But West has more on his mind than just re-using his old tricks. Through his time in isolation he’s discovered Nano-Plasma, essentially the bottling of a human soul for use in a later re-insertion into a re-animated subject, and which could possibly be the key to maintaining a conscious, non-hostile state in said re-animated corpse. But, with crazed prisoners, a warden whose methods of keeping order rely on humiliation and torture, a young busty blonde with a strange interest in the institution, and West’s propensity for experimentation gone wrong, it’s only a matter of minutes before things get way out of hand.
The film is an odd hybrid. Both a prison film, and a Re-Animator film you have undead corpses, un-ethical experimentation, and gross out humour juxtaposed with prison riots and evil wardens. In a more serious film this would never work. Luckily Yuzna understands that camp should remain exactly that, and allows the viewer to retain whatever suspension of disbelief is achievable with such an oddball story.

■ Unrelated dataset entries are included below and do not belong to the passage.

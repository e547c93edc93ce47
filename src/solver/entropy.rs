//! Shannon entropy scoring for candidate guesses
//!
//! A guess partitions the candidate pool by the feedback pattern each
//! candidate would produce. The entropy of that partition is the expected
//! information gained by playing the guess.

use crate::core::{Pattern, Word};
use rustc_hash::FxHashMap;

/// Expected information (in bits) from playing `guess` against `candidates`
///
/// # Formula
/// H = -Σ p(k) * log₂(p(k)) over the observed pattern buckets k.
///
/// # Properties
/// - Always >= 0.
/// - Zero iff every candidate produces the same pattern, i.e. the guess
///   cannot narrow the pool at all.
/// - Bounded above by log₂(|candidates|).
///
/// # Examples
/// ```
/// use infoguess::core::Word;
/// use infoguess::solver::expected_information;
///
/// let guess = Word::new("crane").unwrap();
/// let candidates = vec![
///     Word::new("slate").unwrap(),
///     Word::new("irate").unwrap(),
/// ];
///
/// let bits = expected_information(&guess, &candidates);
/// assert!(bits > 0.0 && bits <= 1.0); // two candidates, at most 1 bit
/// ```
#[must_use]
pub fn expected_information(guess: &Word, candidates: &[Word]) -> f64 {
    if candidates.is_empty() {
        return 0.0;
    }

    let mut buckets: FxHashMap<Pattern, usize> = FxHashMap::default();
    for candidate in candidates {
        *buckets
            .entry(Pattern::calculate(candidate, guess))
            .or_insert(0) += 1;
    }

    let total = candidates.len() as f64;
    buckets
        .values()
        .map(|&count| {
            let p = count as f64 / total;
            -p * p.log2()
        })
        .sum()
}

#[cfg(test)]
mod tests {
    use super::*;

    fn words(texts: &[&str]) -> Vec<Word> {
        texts.iter().map(|t| Word::new(*t).unwrap()).collect()
    }

    #[test]
    fn entropy_zero_when_all_candidates_indistinguishable() {
        // Every candidate produces the all-absent pattern against zzzzz
        let guess = Word::new("zzzzz").unwrap();
        let candidates = words(&["aaaaa", "bbbbb", "ccccc"]);

        let bits = expected_information(&guess, &candidates);
        assert!(bits.abs() < 1e-12);
    }

    #[test]
    fn entropy_one_bit_for_even_split() {
        let guess = Word::new("slate").unwrap();
        let candidates = words(&["slate", "zzzzz"]);

        let bits = expected_information(&guess, &candidates);
        assert!((bits - 1.0).abs() < 1e-9);
    }

    #[test]
    fn entropy_two_bits_for_uniform_four_way_split() {
        // aaaaa, baaaa, bbaaa, bbbaa each give a distinct green-count
        // pattern against the guess, so the split is uniform four ways
        let guess = Word::new("aaaaa").unwrap();
        let candidates = words(&["aaaaa", "baaaa", "bbaaa", "bbbaa"]);

        let bits = expected_information(&guess, &candidates);
        assert!((bits - 2.0).abs() < 1e-9);
    }

    #[test]
    fn entropy_bounds() {
        let guess = Word::new("crane").unwrap();
        let candidates = words(&["slate", "irate", "trace", "raise", "crane"]);

        let bits = expected_information(&guess, &candidates);
        assert!(bits >= 0.0);
        assert!(bits <= (candidates.len() as f64).log2() + 1e-9);
    }

    #[test]
    fn entropy_finer_partition_scores_higher() {
        let pool = words(&["aaaaa", "baaaa", "bbaaa", "zzzzz"]);

        // Splits the pool into four singleton buckets
        let fine = Word::new("aaaaa").unwrap();
        // Lumps baaaa and bbaaa into one bucket
        let coarse = Word::new("bzzzz").unwrap();

        let h_fine = expected_information(&fine, &pool);
        let h_coarse = expected_information(&coarse, &pool);
        assert!((h_fine - 2.0).abs() < 1e-9);
        assert!((h_coarse - 1.5).abs() < 1e-9);
    }

    #[test]
    fn entropy_empty_candidates() {
        let guess = Word::new("crane").unwrap();
        assert!(expected_information(&guess, &[]).abs() < f64::EPSILON);
    }
}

Also, Yuzna wisely chooses to use prosthetics for nearly every gross out special effect. For horror films there is nothing better than having an actual prop for an actor to interact with. Although they may look “fake” to the trained eye, they still look MUCH more realistic than any CGI effect could ever hope to appear. Make sure you stick around through the end credits for a hilarious sequence involving a dismembered member fighting a re-animated rat. Priceless.
On to Special Features:
As far as extras are concerned, this disc is fairly sparse. You have a fairly informative Director’s Commentary, a short making of documentary which features the cast and crew having fun on set, and a Euro-Techno-Pop music video by Dr. RE-ANIMATOR called “Move Your Dead Bones” where a singer dressed in a labcoat dances through settings in the film while chanting :
“Move your Dead bones (bones bones)
Move your dead bones (bones bones)
the secret will keep you alive.
move your dead bones (bones bones)
move your dead bones (bones bones)
you’ll dance for the rest of your life-
RE-ANIMATE YOUR FEET!”
Actually, it’s so bad it’s really really fun. Catchy too.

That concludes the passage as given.